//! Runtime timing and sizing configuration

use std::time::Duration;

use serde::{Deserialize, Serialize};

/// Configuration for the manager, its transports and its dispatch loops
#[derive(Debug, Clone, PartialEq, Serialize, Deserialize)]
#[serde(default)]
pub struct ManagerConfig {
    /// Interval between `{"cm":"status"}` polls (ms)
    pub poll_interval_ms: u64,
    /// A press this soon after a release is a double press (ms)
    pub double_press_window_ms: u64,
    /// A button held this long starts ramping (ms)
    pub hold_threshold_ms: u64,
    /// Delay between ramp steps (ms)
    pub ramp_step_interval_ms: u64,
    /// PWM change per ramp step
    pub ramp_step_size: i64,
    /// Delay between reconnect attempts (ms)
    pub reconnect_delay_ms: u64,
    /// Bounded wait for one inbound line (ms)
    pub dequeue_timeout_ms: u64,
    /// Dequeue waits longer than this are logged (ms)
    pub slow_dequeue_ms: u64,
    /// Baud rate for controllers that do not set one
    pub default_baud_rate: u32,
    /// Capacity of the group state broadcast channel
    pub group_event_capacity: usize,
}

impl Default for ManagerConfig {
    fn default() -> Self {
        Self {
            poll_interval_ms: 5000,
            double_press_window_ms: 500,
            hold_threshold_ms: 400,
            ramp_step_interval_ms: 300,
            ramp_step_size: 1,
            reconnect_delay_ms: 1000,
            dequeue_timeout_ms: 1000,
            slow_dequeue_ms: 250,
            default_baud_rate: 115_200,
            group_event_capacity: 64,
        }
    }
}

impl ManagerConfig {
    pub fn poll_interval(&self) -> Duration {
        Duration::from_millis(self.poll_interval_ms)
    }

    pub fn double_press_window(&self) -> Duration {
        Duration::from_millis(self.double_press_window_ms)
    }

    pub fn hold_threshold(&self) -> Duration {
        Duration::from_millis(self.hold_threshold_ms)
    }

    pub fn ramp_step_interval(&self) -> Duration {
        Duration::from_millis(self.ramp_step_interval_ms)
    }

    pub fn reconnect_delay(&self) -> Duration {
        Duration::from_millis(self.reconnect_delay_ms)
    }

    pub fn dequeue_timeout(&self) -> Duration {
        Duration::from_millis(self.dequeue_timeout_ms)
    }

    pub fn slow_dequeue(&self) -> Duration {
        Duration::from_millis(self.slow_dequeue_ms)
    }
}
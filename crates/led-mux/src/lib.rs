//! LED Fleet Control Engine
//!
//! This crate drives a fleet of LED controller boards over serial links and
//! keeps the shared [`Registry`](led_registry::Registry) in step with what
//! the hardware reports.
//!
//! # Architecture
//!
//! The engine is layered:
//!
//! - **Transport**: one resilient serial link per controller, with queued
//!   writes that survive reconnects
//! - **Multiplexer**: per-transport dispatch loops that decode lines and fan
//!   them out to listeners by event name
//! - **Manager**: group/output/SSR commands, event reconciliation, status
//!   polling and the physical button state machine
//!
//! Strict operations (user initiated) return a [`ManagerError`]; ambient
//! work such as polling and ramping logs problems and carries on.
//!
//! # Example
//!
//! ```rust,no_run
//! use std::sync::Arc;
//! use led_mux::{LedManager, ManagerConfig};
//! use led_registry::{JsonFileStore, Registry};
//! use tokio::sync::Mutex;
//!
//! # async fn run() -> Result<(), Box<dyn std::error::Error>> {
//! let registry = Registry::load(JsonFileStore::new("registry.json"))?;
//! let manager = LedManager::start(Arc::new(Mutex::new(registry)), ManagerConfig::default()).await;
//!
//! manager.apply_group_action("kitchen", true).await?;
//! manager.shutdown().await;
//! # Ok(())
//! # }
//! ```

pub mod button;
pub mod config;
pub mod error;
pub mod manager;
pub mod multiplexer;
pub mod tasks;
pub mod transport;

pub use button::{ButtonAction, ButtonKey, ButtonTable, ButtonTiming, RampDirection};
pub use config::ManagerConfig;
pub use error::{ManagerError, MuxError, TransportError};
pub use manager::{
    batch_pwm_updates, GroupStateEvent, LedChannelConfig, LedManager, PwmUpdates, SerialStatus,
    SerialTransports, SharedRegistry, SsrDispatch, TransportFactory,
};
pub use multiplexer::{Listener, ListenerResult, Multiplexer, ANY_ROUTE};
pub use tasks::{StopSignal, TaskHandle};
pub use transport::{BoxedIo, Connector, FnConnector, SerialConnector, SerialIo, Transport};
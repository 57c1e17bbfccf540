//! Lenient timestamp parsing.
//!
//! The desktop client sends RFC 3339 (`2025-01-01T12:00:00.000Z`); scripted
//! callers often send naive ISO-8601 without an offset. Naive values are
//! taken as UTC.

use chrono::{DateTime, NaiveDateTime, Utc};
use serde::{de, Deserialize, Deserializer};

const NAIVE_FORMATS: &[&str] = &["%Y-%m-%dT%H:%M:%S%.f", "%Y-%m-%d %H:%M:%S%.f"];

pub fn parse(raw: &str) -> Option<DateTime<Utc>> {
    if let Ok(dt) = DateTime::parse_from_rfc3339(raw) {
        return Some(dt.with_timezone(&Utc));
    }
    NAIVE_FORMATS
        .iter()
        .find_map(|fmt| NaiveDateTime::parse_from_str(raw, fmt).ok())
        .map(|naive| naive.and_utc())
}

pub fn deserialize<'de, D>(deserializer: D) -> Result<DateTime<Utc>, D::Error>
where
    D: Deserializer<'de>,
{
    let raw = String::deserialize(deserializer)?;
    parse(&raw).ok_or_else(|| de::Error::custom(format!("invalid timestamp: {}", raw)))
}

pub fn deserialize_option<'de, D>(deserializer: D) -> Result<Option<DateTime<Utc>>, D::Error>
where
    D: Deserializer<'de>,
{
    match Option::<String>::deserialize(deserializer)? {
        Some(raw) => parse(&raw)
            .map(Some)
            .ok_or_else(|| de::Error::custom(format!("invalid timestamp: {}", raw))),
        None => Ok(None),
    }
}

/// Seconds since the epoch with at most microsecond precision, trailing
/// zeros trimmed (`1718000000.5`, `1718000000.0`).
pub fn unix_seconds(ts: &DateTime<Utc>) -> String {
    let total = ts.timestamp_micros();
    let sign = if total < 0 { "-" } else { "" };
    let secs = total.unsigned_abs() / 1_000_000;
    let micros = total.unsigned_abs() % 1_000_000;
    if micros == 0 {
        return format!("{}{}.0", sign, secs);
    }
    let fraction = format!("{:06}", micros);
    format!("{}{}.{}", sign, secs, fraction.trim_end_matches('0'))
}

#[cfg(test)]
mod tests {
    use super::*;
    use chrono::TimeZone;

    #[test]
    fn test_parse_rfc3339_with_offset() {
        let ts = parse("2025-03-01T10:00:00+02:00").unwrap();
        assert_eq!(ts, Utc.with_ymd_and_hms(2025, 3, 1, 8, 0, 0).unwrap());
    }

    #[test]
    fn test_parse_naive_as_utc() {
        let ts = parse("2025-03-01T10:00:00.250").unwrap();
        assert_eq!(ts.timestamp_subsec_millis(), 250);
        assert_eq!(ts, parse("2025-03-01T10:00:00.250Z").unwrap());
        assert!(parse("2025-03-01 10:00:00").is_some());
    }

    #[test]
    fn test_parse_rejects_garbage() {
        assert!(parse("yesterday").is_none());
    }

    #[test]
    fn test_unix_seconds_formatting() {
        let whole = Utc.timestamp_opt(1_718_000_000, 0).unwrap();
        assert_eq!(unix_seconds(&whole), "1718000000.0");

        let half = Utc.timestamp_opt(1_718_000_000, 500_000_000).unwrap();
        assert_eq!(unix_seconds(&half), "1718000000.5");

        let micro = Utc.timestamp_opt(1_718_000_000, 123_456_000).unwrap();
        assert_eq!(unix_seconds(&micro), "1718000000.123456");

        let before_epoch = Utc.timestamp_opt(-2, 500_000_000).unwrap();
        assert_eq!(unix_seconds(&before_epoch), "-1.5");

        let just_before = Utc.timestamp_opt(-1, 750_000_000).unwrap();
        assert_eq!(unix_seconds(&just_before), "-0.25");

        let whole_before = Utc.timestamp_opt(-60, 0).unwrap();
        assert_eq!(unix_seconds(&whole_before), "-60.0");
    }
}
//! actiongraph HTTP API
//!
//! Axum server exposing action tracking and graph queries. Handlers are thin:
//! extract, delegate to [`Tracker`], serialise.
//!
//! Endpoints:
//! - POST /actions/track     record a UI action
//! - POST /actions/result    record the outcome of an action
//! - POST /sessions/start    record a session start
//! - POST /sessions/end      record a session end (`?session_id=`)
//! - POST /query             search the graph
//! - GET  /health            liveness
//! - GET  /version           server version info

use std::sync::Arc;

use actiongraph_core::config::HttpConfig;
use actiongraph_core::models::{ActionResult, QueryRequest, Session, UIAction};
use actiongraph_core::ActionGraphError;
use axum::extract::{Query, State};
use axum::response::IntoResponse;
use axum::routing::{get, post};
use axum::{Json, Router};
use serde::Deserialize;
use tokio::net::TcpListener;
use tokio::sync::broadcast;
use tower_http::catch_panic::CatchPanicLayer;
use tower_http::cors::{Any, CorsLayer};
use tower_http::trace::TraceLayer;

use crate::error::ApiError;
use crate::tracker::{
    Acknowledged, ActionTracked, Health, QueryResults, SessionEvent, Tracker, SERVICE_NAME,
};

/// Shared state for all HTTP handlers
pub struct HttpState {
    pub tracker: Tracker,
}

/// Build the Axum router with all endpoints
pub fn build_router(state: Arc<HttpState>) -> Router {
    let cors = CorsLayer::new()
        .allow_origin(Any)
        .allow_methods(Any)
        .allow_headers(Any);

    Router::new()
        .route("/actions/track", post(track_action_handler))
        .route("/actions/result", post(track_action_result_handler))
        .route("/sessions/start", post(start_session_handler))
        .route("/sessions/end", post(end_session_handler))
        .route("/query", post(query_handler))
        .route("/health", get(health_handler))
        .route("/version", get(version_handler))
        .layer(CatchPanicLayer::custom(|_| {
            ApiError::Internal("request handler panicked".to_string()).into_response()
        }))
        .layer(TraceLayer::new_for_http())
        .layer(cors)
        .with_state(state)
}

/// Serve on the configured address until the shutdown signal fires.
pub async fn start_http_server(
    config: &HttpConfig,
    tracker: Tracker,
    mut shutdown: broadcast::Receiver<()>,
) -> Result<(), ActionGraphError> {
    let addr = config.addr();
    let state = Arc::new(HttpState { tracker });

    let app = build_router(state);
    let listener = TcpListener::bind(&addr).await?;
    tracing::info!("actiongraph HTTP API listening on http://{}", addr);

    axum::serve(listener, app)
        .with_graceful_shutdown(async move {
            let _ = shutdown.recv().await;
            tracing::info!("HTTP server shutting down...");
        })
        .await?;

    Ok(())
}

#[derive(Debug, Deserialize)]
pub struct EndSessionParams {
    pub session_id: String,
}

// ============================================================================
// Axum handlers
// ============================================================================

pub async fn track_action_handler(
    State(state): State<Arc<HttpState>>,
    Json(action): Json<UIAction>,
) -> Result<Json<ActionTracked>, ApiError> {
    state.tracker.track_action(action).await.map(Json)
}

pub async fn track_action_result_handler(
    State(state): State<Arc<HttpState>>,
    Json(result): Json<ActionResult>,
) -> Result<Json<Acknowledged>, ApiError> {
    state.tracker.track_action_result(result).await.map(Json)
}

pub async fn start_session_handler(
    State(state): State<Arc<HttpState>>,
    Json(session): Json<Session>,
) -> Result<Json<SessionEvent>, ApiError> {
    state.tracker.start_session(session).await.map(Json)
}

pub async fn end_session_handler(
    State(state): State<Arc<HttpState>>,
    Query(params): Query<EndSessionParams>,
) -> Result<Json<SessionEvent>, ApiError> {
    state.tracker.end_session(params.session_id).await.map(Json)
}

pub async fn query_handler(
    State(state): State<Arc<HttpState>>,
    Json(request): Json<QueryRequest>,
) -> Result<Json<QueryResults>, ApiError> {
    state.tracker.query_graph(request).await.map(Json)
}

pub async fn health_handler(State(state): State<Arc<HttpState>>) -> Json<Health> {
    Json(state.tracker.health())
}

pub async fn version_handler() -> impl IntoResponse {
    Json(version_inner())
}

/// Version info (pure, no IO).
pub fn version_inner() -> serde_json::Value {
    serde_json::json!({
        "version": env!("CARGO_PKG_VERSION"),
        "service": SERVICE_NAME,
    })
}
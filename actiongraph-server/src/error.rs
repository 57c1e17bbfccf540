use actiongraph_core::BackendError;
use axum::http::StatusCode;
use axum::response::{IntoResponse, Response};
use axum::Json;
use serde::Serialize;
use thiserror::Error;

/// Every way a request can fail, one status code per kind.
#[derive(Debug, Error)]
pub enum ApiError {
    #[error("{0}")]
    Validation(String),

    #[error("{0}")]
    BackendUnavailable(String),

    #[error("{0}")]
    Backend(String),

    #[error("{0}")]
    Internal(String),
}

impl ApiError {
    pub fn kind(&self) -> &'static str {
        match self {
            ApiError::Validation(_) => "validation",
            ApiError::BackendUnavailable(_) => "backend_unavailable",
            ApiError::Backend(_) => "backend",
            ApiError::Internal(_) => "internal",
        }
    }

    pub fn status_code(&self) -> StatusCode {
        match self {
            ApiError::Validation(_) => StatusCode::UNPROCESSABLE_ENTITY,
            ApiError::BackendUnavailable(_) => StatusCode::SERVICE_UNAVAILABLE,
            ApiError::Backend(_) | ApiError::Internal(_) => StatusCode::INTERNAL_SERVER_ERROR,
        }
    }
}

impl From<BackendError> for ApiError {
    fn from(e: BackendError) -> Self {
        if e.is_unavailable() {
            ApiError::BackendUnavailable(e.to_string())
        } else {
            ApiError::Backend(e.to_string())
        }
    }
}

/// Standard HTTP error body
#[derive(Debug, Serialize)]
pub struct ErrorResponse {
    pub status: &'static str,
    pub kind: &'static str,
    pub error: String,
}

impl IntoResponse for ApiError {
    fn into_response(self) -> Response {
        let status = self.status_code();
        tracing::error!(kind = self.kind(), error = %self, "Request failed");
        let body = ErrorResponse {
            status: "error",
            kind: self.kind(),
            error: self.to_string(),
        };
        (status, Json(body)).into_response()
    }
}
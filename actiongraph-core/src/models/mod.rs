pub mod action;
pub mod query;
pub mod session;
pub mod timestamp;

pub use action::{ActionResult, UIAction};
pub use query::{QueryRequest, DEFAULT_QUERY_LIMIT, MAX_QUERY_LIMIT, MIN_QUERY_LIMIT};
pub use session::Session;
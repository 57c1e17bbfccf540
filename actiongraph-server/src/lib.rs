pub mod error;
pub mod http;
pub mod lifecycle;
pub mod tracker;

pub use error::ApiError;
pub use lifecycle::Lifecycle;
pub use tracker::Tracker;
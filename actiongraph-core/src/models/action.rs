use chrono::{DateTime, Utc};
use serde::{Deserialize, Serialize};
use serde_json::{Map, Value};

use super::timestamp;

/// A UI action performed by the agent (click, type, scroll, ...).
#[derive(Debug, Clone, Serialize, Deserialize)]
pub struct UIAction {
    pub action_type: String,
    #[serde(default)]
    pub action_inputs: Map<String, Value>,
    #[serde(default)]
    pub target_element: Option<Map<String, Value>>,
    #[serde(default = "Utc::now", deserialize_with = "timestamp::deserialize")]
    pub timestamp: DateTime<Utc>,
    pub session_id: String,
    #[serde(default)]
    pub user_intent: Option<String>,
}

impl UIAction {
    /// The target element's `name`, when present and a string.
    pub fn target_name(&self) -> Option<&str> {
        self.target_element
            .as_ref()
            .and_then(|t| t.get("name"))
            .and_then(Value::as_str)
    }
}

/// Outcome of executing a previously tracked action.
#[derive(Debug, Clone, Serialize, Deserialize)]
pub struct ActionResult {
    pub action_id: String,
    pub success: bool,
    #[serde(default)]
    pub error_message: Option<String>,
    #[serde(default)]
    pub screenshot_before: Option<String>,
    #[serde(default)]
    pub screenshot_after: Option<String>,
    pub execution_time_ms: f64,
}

# # # #

◆ **Problem details**: Your answer should consist of all lines above that include the string "invalid".

◆ **Reply**:
    parse(&raw).ok_or_else(|| de::Error::custom(format!("invalid timestamp: {}", raw)))
            .ok_or_else(|| de::Error::custom(format!("invalid timestamp: {}", raw))),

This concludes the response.